• _Exercise directions_
How many lines in the entries below include the string "Sink"? Answer with the number only.

--------

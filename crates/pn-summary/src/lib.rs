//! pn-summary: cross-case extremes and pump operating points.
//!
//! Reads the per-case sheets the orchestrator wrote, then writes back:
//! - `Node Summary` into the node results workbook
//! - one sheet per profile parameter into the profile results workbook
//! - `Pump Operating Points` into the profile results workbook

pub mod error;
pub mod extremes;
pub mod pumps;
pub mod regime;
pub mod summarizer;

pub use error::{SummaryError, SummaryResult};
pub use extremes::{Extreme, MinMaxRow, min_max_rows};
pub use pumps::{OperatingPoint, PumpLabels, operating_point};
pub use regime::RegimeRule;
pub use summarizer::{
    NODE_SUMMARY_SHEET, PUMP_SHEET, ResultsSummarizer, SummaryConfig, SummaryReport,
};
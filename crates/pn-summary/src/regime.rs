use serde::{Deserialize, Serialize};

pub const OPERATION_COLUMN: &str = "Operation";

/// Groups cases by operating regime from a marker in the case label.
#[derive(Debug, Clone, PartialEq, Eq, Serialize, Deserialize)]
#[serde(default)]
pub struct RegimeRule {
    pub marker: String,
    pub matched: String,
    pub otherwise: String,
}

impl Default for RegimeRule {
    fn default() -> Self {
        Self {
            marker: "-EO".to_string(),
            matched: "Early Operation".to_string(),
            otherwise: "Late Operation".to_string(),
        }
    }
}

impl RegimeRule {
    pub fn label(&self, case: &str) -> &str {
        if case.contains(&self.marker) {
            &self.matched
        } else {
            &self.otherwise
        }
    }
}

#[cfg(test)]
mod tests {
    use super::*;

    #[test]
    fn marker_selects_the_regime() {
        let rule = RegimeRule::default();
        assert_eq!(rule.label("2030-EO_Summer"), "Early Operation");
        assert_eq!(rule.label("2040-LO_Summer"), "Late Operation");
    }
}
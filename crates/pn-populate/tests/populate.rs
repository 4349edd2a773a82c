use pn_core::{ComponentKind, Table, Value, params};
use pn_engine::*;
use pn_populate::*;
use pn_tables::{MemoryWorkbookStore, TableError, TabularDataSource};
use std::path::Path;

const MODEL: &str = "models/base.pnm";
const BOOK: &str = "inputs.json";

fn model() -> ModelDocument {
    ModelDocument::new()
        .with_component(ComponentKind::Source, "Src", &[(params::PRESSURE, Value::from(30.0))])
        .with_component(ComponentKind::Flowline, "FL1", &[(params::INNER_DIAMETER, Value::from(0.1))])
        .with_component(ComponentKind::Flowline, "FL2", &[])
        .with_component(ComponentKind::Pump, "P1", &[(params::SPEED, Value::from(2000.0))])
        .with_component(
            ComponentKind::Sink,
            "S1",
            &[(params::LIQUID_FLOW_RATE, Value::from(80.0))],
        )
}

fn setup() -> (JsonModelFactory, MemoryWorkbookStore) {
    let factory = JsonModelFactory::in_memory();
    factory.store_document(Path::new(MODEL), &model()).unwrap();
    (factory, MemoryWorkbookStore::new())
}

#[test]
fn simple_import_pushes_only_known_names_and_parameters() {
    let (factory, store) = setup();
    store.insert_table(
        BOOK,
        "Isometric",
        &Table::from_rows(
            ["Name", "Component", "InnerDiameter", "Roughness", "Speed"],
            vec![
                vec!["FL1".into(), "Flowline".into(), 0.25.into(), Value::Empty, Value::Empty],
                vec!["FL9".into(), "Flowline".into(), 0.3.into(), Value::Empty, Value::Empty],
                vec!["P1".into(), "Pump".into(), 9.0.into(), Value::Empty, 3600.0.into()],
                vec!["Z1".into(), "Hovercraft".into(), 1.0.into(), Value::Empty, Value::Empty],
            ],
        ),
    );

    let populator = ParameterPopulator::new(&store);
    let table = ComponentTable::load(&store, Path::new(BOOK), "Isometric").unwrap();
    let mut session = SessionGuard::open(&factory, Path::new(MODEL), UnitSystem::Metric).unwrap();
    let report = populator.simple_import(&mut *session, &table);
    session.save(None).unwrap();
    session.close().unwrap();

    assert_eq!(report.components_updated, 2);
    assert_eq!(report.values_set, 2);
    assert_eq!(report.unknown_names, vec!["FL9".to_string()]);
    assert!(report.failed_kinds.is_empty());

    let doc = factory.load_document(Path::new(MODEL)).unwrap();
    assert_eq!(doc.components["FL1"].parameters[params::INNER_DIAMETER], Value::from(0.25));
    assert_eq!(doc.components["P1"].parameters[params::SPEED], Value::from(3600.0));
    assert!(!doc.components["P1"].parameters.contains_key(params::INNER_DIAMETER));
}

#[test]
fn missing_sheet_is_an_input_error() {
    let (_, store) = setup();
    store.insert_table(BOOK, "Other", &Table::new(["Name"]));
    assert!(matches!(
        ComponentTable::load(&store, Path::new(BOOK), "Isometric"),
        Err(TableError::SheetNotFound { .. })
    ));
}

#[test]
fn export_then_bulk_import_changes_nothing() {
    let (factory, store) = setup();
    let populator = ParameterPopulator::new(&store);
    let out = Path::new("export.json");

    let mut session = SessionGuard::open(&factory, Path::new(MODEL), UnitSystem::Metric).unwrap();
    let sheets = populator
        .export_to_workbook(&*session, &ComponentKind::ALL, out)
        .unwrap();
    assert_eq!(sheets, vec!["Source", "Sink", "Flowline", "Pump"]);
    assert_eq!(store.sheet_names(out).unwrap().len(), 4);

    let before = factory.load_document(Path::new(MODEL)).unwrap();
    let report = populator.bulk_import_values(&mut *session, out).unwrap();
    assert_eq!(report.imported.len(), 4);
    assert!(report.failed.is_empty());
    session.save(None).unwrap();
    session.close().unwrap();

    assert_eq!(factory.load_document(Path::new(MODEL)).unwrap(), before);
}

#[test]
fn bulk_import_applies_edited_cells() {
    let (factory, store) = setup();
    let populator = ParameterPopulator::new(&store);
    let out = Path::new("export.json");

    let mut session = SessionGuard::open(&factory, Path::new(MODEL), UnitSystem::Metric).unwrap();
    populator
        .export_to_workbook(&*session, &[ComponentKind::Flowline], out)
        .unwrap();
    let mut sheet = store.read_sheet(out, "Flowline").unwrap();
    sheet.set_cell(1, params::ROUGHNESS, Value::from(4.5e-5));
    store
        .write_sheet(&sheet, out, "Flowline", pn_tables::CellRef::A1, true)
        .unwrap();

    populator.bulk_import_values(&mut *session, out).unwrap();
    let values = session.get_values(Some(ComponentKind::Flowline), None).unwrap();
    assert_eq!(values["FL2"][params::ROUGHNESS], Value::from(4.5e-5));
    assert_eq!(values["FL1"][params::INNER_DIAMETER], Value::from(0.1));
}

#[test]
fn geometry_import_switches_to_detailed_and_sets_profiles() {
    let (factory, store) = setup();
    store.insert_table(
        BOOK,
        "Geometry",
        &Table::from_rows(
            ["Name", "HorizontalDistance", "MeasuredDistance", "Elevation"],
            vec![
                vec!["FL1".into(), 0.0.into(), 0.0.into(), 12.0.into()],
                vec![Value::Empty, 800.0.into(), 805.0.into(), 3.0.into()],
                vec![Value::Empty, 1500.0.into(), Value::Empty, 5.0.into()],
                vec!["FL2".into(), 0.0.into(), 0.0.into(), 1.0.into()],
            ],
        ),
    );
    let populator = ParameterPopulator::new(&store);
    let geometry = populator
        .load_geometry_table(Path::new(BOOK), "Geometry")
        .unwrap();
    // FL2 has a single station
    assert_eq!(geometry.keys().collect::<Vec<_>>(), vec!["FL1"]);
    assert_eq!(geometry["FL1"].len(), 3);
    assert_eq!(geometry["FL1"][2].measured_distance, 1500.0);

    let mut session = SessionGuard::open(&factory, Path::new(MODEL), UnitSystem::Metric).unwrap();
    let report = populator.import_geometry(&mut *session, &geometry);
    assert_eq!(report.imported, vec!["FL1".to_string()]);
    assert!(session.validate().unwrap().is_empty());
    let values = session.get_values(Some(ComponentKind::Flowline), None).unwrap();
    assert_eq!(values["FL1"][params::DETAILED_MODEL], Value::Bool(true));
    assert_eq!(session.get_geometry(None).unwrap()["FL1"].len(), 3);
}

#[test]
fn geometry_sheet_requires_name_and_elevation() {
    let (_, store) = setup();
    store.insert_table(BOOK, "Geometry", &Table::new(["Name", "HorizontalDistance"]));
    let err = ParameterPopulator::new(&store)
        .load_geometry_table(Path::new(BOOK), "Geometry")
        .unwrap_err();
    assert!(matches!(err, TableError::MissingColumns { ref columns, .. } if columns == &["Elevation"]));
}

--------

• _Solution to the problem_
2